The required output is every line from the beginning of the entries below through the line that includes "the budget is", copied exactly.

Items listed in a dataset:
____

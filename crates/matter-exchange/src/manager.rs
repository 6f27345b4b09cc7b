//! `ExchangeManager` (spec.md §4.F): inbound dispatch by `protocolId`,
//! outbound `exchangeId` allocation, and the per-session in-flight budget.

use crate::error::ExchangeError;
use crate::exchange::{Exchange, ExchangeKey};
use crate::handler::ProtocolHandler;
use matter_session::Session;
use matter_types::Handle;
use rand::Rng;
use std::collections::HashMap;
use std::sync::{Arc, RwLock};
use std::time::Duration;
use tokio::sync::{OwnedSemaphorePermit, Semaphore};
use tracing::{debug, warn};

/// spec.md §4.F: "a reasonable cap of in-flight exchanges per session
/// (e.g., 5)".
pub const MAX_INFLIGHT_PER_SESSION: usize = 5;
/// How long an outbound caller waits in the FIFO queue once the budget is
/// exhausted before giving up (spec.md §4.F: "queued FIFO with a
/// per-request timeout").
pub const OUTBOUND_QUEUE_TIMEOUT: Duration = Duration::from_secs(10);

struct LiveExchange {
    exchange: Exchange,
    /// Held only for outbound exchanges this node initiated; released
    /// (freeing a budget slot) when the exchange closes.
    _permit: Option<OwnedSemaphorePermit>,
}

#[derive(Default)]
pub struct ExchangeManager {
    exchanges: RwLock<HashMap<ExchangeKey, LiveExchange>>,
    handlers: RwLock<HashMap<u16, Arc<dyn ProtocolHandler>>>,
    budgets: RwLock<HashMap<Handle<Session>, Arc<Semaphore>>>,
    next_outbound_id: RwLock<HashMap<Handle<Session>, u16>>,
}

impl ExchangeManager {
    pub fn new() -> Self {
        Self::default()
    }

    pub fn register_protocol(&self, protocol_id: u16, handler: Arc<dyn ProtocolHandler>) {
        self.handlers.write().expect("lock poisoned").insert(protocol_id, handler);
    }

    fn budget_for(&self, session: Handle<Session>) -> Arc<Semaphore> {
        self.budgets
            .write()
            .expect("lock poisoned")
            .entry(session)
            .or_insert_with(|| Arc::new(Semaphore::new(MAX_INFLIGHT_PER_SESSION)))
            .clone()
    }

    /// Allocate a fresh local `exchangeId` for an exchange we are
    /// initiating, avoiding any value already in use as an initiator
    /// exchange on this session (spec.md §4.F: "rolling counter avoiding
    /// in-use values").
    fn allocate_exchange_id(&self, session: Handle<Session>) -> u16 {
        let exchanges = self.exchanges.read().expect("lock poisoned");
        let mut next = self.next_outbound_id.write().expect("lock poisoned");
        let start = *next.get(&session).unwrap_or(&0);
        let mut candidate = start;
        loop {
            let key = ExchangeKey { session, exchange_id: candidate, is_initiator: true };
            if !exchanges.contains_key(&key) {
                next.insert(session, candidate.wrapping_add(1));
                return candidate;
            }
            candidate = candidate.wrapping_add(1);
            if candidate == start {
                // Exhausted the entire u16 space with none free; extremely
                // unlikely given the per-session budget cap, but avoid a
                // silent infinite loop.
                candidate = rand::thread_rng().gen();
            }
        }
    }

    /// Start a new exchange we are initiating. Blocks (up to
    /// [`OUTBOUND_QUEUE_TIMEOUT`]) if the session's in-flight budget is
    /// exhausted.
    pub async fn open_outbound(
        &self,
        session: Handle<Session>,
        protocol_id: u16,
        base_interval: Duration,
        session_closing: &tokio_util::sync::CancellationToken,
    ) -> Result<ExchangeKey, ExchangeError> {
        let semaphore = self.budget_for(session);
        let permit = tokio::time::timeout(OUTBOUND_QUEUE_TIMEOUT, semaphore.acquire_owned())
            .await
            .map_err(|_| ExchangeError::QueueTimeout)?
            .expect("semaphore never closed");

        let exchange_id = self.allocate_exchange_id(session);
        let key = ExchangeKey { session, exchange_id, is_initiator: true };
        let exchange = Exchange::new(key, protocol_id, base_interval, session_closing);
        self.exchanges.write().expect("lock poisoned").insert(key, LiveExchange { exchange, _permit: Some(permit) });
        debug!(exchange_id, protocol_id, "opened outbound exchange");
        Ok(key)
    }

    /// Inbound message arrived for `(session, exchange_id)`. `peer_is_initiator`
    /// is the sender's `isInitiator` payload-header bit. If no matching
    /// exchange exists and the peer claims to be the initiator, a new
    /// responder-side exchange is created; otherwise an unmatched
    /// continuation is a protocol error.
    pub fn dispatch_inbound(
        &self,
        session: Handle<Session>,
        exchange_id: u16,
        peer_is_initiator: bool,
        protocol_id: u16,
        base_interval: Duration,
        session_closing: &tokio_util::sync::CancellationToken,
    ) -> Result<ExchangeKey, ExchangeError> {
        let local_is_initiator = !peer_is_initiator;
        let key = ExchangeKey { session, exchange_id, is_initiator: local_is_initiator };

        let mut exchanges = self.exchanges.write().expect("lock poisoned");
        if exchanges.contains_key(&key) {
            return Ok(key);
        }
        if !peer_is_initiator {
            return Err(ExchangeError::UnknownExchange { exchange_id, is_initiator: local_is_initiator });
        }
        if !self.handlers.read().expect("lock poisoned").contains_key(&protocol_id) {
            return Err(ExchangeError::UnknownProtocol(protocol_id));
        }
        let exchange = Exchange::new(key, protocol_id, base_interval, session_closing);
        exchanges.insert(key, LiveExchange { exchange, _permit: None });
        debug!(exchange_id, protocol_id, "opened inbound (responder) exchange");
        Ok(key)
    }

    pub fn handler_for(&self, protocol_id: u16) -> Option<Arc<dyn ProtocolHandler>> {
        self.handlers.read().expect("lock poisoned").get(&protocol_id).cloned()
    }

    pub fn with_mrp<R>(&self, key: ExchangeKey, f: impl FnOnce(&mut matter_mrp::MrpState) -> R) -> Option<R> {
        self.exchanges.write().expect("lock poisoned").get_mut(&key).map(|live| f(&mut live.exchange.mrp))
    }

    /// Close one exchange (spec.md §3: "On close all pending retransmit
    /// timers stop and queued messages are dropped"). Returns whether a
    /// standalone ack was still owed.
    pub fn close(&self, key: ExchangeKey) -> bool {
        let mut exchanges = self.exchanges.write().expect("lock poisoned");
        let Some(mut live) = exchanges.remove(&key) else { return false };
        live.exchange.close()
    }

    /// Session torn down: close every exchange on it (spec.md §3:
    /// exchanges are exclusively owned by their manager, keyed by their
    /// tuple, and do not outlive their session).
    pub fn close_all_for_session(&self, session: Handle<Session>) -> Vec<ExchangeKey> {
        let keys: Vec<ExchangeKey> = {
            let exchanges = self.exchanges.read().expect("lock poisoned");
            exchanges.keys().filter(|k| k.session == session).copied().collect()
        };
        if !keys.is_empty() {
            warn!(count = keys.len(), "closing all exchanges for destroyed session");
        }
        for key in &keys {
            self.close(*key);
        }
        self.budgets.write().expect("lock poisoned").remove(&session);
        self.next_outbound_id.write().expect("lock poisoned").remove(&session);
        keys
    }

    pub fn outstanding_count(&self) -> usize {
        self.exchanges.read().expect("lock poisoned").len()
    }

    /// Periodic tick hook (spec.md §4.C): every exchange's retransmit
    /// queue is checked against `now`, due entries are bumped/rescheduled
    /// or reported as exhausted, and the caller is handed back exactly
    /// what needs to go back out on the wire.
    pub fn poll_retransmits(&self, now: std::time::Instant, jitter: f64) -> Vec<(ExchangeKey, Vec<(u32, Result<Vec<u8>, matter_mrp::MrpError>)>)> {
        let mut exchanges = self.exchanges.write().expect("lock poisoned");
        exchanges
            .iter_mut()
            .map(|(key, live)| (*key, live.exchange.mrp.due_retransmits(now, jitter)))
            .filter(|(_, due)| !due.is_empty())
            .collect()
    }

    /// Periodic tick hook: exchanges whose standalone-ack timer has
    /// fired, each needing a bare ack sent with no piggyback payload.
    pub fn poll_standalone_acks(&self, now: std::time::Instant) -> Vec<ExchangeKey> {
        let mut exchanges = self.exchanges.write().expect("lock poisoned");
        exchanges
            .iter_mut()
            .filter_map(|(key, live)| live.exchange.mrp.take_due_standalone_ack(now).then_some(*key))
            .collect()
    }
}

#[cfg(test)]
mod tests {
    use super::*;
    use matter_types::Arena;

    fn fake_session_handle() -> Handle<Session> {
        let mut session_arena: Arena<Session> = Arena::new();
        session_arena.insert(Session::new(
            matter_session::SessionKind::Unsecure,
            1,
            1,
            None,
            None,
            [0; 16],
            [0; 16],
            [0; 32],
            1,
            matter_session::OUR_DEFAULTS,
        ))
    }

    #[tokio::test]
    async fn inbound_then_outbound_keys_are_independent() {
        let manager = ExchangeManager::new();
        manager.register_protocol(1, Arc::new(NoopHandler));
        let session = fake_session_handle();
        let token = tokio_util::sync::CancellationToken::new();

        let inbound_key = manager.dispatch_inbound(session, 100, true, 1, Duration::from_millis(500), &token).unwrap();
        assert!(!inbound_key.is_initiator);

        let outbound_key = manager.open_outbound(session, 1, Duration::from_millis(500), &token).await.unwrap();
        assert!(outbound_key.is_initiator);
        assert_eq!(manager.outstanding_count(), 2);
    }

    #[tokio::test]
    async fn continuation_without_prior_exchange_is_rejected() {
        let manager = ExchangeManager::new();
        let session = fake_session_handle();
        let token = tokio_util::sync::CancellationToken::new();
        let err = manager.dispatch_inbound(session, 5, false, 1, Duration::from_millis(500), &token).unwrap_err();
        assert!(matches!(err, ExchangeError::UnknownExchange { exchange_id: 5, .. }));
    }

    #[tokio::test]
    async fn outbound_budget_is_released_on_close() {
        let manager = ExchangeManager::new();
        let session = fake_session_handle();
        let token = tokio_util::sync::CancellationToken::new();
        let mut keys = Vec::new();
        for _ in 0..MAX_INFLIGHT_PER_SESSION {
            keys.push(manager.open_outbound(session, 1, Duration::from_millis(500), &token).await.unwrap());
        }
        assert_eq!(manager.outstanding_count(), MAX_INFLIGHT_PER_SESSION);

        manager.close(keys[0]);
        let fresh = manager.open_outbound(session, 1, Duration::from_millis(500), &token).await;
        assert!(fresh.is_ok());
    }

    struct NoopHandler;
    #[async_trait::async_trait]
    impl ProtocolHandler for NoopHandler {
        async fn on_message(&self, _key: ExchangeKey, _opcode: u8, _payload: &[u8]) {}
        async fn on_exchange_closed(&self, _key: ExchangeKey) {}
    }
}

____

Response area:
filename crates/matter-exchange/src/manager.rs
repository 6f27345b4b09cc7b
//! `ExchangeManager` (spec.md §4.F): inbound dispatch by `protocolId`,
//! outbound `exchangeId` allocation, and the per-session in-flight budget.

use crate::error::ExchangeError;
use crate::exchange::{Exchange, ExchangeKey};
use crate::handler::ProtocolHandler;
use matter_session::Session;
use matter_types::Handle;
use rand::Rng;
use std::collections::HashMap;
use std::sync::{Arc, RwLock};
use std::time::Duration;
use tokio::sync::{OwnedSemaphorePermit, Semaphore};
use tracing::{debug, warn};

/// spec.md §4.F: "a reasonable cap of in-flight exchanges per session
/// (e.g., 5)".
pub const MAX_INFLIGHT_PER_SESSION: usize = 5;
/// How long an outbound caller waits in the FIFO queue once the budget is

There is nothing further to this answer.